_Data excerpts:_
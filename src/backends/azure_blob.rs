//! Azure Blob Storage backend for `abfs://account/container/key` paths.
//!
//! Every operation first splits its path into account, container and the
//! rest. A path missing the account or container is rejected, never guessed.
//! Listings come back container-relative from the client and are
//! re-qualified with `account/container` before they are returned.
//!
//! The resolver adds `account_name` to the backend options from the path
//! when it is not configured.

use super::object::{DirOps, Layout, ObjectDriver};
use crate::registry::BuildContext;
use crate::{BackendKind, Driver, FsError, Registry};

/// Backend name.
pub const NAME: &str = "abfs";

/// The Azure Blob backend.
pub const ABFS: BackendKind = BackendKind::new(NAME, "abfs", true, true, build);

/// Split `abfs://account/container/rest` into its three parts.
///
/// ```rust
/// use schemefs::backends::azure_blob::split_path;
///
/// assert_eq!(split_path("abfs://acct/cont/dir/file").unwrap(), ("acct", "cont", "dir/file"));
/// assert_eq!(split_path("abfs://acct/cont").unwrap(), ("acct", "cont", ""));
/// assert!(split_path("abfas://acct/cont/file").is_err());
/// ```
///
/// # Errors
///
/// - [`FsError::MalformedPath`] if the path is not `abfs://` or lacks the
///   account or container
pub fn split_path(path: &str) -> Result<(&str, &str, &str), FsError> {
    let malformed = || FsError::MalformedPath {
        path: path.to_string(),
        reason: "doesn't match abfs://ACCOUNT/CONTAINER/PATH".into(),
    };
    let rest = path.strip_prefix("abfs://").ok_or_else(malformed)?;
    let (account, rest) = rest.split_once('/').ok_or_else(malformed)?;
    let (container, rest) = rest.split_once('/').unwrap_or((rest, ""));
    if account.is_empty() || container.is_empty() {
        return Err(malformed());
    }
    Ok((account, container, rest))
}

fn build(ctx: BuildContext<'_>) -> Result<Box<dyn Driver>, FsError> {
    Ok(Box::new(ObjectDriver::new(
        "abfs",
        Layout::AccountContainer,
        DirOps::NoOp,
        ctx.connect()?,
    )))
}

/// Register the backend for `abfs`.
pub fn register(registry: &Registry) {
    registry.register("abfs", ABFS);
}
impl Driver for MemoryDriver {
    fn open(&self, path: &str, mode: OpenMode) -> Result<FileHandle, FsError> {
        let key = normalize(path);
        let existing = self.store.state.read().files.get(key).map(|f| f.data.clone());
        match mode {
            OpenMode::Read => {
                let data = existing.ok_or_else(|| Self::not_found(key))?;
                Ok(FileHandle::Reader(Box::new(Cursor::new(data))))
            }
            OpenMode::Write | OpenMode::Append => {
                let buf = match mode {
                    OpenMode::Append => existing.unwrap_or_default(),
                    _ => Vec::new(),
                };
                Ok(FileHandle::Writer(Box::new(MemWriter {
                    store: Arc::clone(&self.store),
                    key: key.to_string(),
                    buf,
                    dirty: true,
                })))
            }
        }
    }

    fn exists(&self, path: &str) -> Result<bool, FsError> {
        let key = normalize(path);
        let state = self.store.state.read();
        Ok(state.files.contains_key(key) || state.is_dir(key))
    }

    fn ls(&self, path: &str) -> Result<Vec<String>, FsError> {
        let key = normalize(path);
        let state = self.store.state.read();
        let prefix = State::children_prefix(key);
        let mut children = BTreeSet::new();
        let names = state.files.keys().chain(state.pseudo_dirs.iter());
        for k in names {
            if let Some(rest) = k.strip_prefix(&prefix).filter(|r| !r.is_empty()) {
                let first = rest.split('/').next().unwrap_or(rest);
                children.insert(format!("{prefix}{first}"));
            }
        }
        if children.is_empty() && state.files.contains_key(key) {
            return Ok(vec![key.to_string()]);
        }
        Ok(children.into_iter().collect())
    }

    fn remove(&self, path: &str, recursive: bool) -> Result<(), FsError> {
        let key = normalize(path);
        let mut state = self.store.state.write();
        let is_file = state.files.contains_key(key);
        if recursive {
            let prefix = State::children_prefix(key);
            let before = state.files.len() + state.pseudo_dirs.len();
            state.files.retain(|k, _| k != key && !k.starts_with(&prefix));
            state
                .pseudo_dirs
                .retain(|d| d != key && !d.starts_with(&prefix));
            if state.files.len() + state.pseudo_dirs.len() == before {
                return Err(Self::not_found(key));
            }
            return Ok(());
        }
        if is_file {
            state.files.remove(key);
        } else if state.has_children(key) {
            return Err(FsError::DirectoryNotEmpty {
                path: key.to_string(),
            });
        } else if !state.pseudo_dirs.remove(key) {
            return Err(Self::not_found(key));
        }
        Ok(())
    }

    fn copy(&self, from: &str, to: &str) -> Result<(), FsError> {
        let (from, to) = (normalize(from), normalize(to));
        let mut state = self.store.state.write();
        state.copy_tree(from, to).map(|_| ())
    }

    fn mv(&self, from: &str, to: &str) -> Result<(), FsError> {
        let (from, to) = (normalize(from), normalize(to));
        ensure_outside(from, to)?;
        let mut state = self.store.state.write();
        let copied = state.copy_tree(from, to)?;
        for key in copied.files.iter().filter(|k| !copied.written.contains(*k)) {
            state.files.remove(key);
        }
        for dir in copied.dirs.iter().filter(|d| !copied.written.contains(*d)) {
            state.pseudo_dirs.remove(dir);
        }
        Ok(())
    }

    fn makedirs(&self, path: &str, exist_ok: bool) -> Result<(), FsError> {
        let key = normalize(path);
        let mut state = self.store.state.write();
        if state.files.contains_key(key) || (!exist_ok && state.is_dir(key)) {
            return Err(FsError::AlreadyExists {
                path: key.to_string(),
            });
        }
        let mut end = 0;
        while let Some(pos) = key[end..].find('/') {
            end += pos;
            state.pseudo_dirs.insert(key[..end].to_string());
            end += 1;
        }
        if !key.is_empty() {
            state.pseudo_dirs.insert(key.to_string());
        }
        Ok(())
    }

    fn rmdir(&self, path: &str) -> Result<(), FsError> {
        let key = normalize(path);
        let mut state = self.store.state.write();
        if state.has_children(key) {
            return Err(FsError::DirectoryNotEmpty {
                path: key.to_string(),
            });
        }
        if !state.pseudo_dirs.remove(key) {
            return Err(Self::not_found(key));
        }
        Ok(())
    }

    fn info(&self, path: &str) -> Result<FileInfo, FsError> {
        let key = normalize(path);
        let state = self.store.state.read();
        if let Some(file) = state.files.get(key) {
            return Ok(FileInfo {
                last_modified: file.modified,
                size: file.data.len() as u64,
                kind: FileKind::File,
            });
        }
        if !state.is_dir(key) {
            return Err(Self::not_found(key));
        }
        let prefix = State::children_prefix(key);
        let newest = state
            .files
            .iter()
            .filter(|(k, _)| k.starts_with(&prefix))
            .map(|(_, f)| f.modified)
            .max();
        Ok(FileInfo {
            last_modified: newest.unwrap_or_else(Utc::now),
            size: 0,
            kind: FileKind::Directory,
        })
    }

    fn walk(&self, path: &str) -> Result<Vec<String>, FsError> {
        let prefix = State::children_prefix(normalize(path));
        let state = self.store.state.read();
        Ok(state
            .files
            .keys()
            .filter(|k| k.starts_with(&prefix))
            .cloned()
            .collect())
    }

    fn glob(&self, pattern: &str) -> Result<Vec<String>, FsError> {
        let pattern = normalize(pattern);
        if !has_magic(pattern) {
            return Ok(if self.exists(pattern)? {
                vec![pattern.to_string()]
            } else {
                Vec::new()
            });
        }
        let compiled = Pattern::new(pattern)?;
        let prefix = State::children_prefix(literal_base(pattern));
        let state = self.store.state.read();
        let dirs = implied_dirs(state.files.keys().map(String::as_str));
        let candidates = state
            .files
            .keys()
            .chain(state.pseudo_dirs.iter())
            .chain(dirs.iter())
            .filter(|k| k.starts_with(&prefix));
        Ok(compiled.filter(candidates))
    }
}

_Task requirements:_ Copy out all the lines of the records that include "remove".

_Exercise answer:_
    fn remove(&self, path: &str, recursive: bool) -> Result<(), FsError> {
            state.files.remove(key);
        } else if !state.pseudo_dirs.remove(key) {
            state.files.remove(key);
            state.pseudo_dirs.remove(dir);
        if !state.pseudo_dirs.remove(key) {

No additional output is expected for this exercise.